Saturday, 20 April 2013

A grand day out

I introduce Shark, Tiger and Squirrel to posh, attending a performance at the Royal Opera House Covent Garden.

The evening already followed on from a cultured day out at the British Museum with Life and Death in Pompeii and Herculaneum.

Here I photographed the back of Squirrel's head to prove an (upper crust) education is indeed being provided. (As you can see, she last combed her hair in February.)

But I was not told off by the museum guard, not at all, even though photography in the British Museum exhibitions is strictly not allowed. I like to think I avoid any challenge to my actions thanks to my natural command of the situation. A striding-about confident manner and a sense of righteous entitlement that I obviously share with all English posh.

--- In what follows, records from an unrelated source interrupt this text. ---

//! 4.D Provider Resolver.

use std::collections::BTreeMap;

use gproxy_common::{ApiKeyRecord, GatewayConfig, Provider};

use crate::error::GatewayError;
use crate::scheduler::weighted_round_robin;

/// One rule produced by Stage 1 of resolution: either "any provider named
/// P offering the requested model" (bare/wildcard) or "provider P, but only
/// if its alias for the requested model is exactly M" (scoped).
enum Rule<'a> {
    AnyModelFrom { provider: &'a str },
    ScopedExact { provider: &'a str, alias: &'a str },
}

/// Resolves `(model_name, token)` into the ordered candidate provider list
/// (spec.md §4.D). Duplicates from overlapping rules are intentional and
/// preserved — see spec.md §9 "Rule expansion duplication".
pub fn resolve_candidates<'a>(
    config: &'a GatewayConfig,
    model_name: &str,
    token: &str,
) -> Result<Vec<&'a Provider>, GatewayError> {
    let record = config
        .record_for_token(token)
        .ok_or(GatewayError::NoMatchingModel)?;

    if record.model.is_empty() {
        return Err(GatewayError::NoMatchingModel);
    }

    let rules = expand_rules(record);
    let mut candidates = materialize(config, &rules, model_name);

    if candidates.is_empty() {
        return Err(GatewayError::NoMatchingModel);
    }

    if let Some(weights) = &record.weights {
        candidates = apply_weights(candidates, weights);
    }

    Ok(candidates)
}

/// Stage 1 — expand `rec.model` entries into provider-scoped rules.
fn expand_rules<'a>(record: &'a ApiKeyRecord) -> Vec<Rule<'a>> {
    let mut rules = Vec::new();
    for entry in &record.model {
        if let Some((provider, alias)) = entry.split_once('/') {
            rules.push(if alias == "*" {
                Rule::AnyModelFrom { provider }
            } else {
                Rule::ScopedExact { provider, alias }
            });
        } else {
            // Bare alias `m`: one rule per provider that offers it,
            // equivalent to expanding into "<provider>/<m>" per spec.md.
            rules.push(Rule::ScopedExact {
                provider: "", // filled in during materialization: matches any provider
                alias: entry.as_str(),
            });
        }
    }
    rules
}

/// Stage 2 — scan `providers` in declared order, appending every match for
/// every rule. A bare-alias rule (empty `provider`) matches any provider
/// that offers the model; all other rules are scoped to their named
/// provider.
fn materialize<'a>(
    config: &'a GatewayConfig,
    rules: &[Rule<'a>],
    model_name: &str,
) -> Vec<&'a Provider> {
    let mut out = Vec::new();
    for rule in rules {
        for provider in &config.providers {
            match rule {
                Rule::AnyModelFrom { provider: name } => {
                    if provider.provider == *name && provider.offers(model_name) {
                        out.push(provider);
                    }
                }
                Rule::ScopedExact { provider: name, alias } => {
                    let provider_matches = name.is_empty() || provider.provider == *name;
                    if provider_matches && provider.offers(model_name) && *alias == model_name {
                        out.push(provider);
                    }
                }
            }
        }
    }
    out
}

/// Stage 3 — intersect `rec.weights` with the candidate provider names,
/// build the weighted interleaving, then re-order `candidates` by walking
/// that sequence and emitting the first unconsumed candidate of each name.
fn apply_weights<'a>(
    candidates: Vec<&'a Provider>,
    weights: &BTreeMap<String, u32>,
) -> Vec<&'a Provider> {
    let present: std::collections::BTreeSet<&str> =
        candidates.iter().map(|p| p.provider.as_str()).collect();
    let filtered: BTreeMap<String, u32> = weights
        .iter()
        .filter(|(name, _)| present.contains(name.as_str()))
        .map(|(name, weight)| (name.clone(), *weight))
        .collect();

    if filtered.is_empty() {
        return candidates;
    }

    let order = weighted_round_robin(&filtered);
    let mut pools: BTreeMap<&str, std::collections::VecDeque<&Provider>> = BTreeMap::new();
    for candidate in &candidates {
        pools
            .entry(candidate.provider.as_str())
            .or_default()
            .push_back(candidate);
    }

    let mut out = Vec::with_capacity(candidates.len());
    for name in &order {
        if let Some(pool) = pools.get_mut(name.as_str())
            && let Some(candidate) = pool.pop_front()
        {
            out.push(candidate);
        }
    }
    out
}

/// Supplemented feature (SPEC_FULL.md §11): the set of logical aliases a
/// caller's key can reach, reusing Stage 1's rule expansion rather than a
/// second listing path.
pub fn visible_models(config: &GatewayConfig, token: &str) -> Vec<String> {
    let Some(record) = config.record_for_token(token) else {
        return Vec::new();
    };

    let mut aliases = std::collections::BTreeSet::new();
    for entry in &record.model {
        if let Some((provider_name, alias)) = entry.split_once('/') {
            for provider in &config.providers {
                if provider.provider != provider_name {
                    continue;
                }
                if alias == "*" {
                    aliases.extend(provider.model.keys().cloned());
                } else if provider.offers(alias) {
                    aliases.insert(alias.to_string());
                }
            }
        } else {
            for provider in &config.providers {
                if provider.offers(entry) {
                    aliases.insert(entry.clone());
                }
            }
        }
    }
    aliases.into_iter().collect()
}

Also I have found the technique useful, of sidling up to anyone in even a minor position of authority and attempting to divert attention from my inevitable transgressions by wheedling and whining, and using my extensive repertoire of grovelling and ingratiating. (And if all fails, I can kick off Tiger so she can create a diversion and I can get away with it.)

My posh also did not glide quite so effortlessly at the Royal Opera House, it is true. I had a fight with the ticket man. He started it. But I am gracious enough not to punch him on the nose. That is another feature of English posh, which I include for the benefit of the American reader in Minnesota. We do not like to put anyone in an awkward situation. Like flat out on the floor, even though they deserve it.

Afterwards myself and my young charges sat outside hunched over a Tesco value meal (cold and reduced) not at all looking like hobos in hoodies, nor fending off an aggressive pigeon, nor commenting in loud voices about how pointless are ballerinas and how they have no bosoms.

Also, I should confess, the performance at the ROH was not Die Zauberflöte so I am maybe stretching the posh. It was Marcus du Sautoy, Professor for the Public Understanding of Science, taking over the underground theatre, running through a set of number-related stories to explain how Mozart was a freemason and hid stuff in his flute. Which opera, incidentally, we are not seeing because I cannot afford to chuck 200 quid on a seat and by the time I got to the website, all the cheap seats without a view were sold.

Anyway, it is something to do with polyhedrons.

Nonetheless, bar for the fight and the small amount of hissing, I conclude that we are probably quite posh today, enjoying the sort of upper-class education usually reserved for young ladies of gentry folk. Oh, except for the tomato dribble down the left bosom, and the squint. Don't count those, either.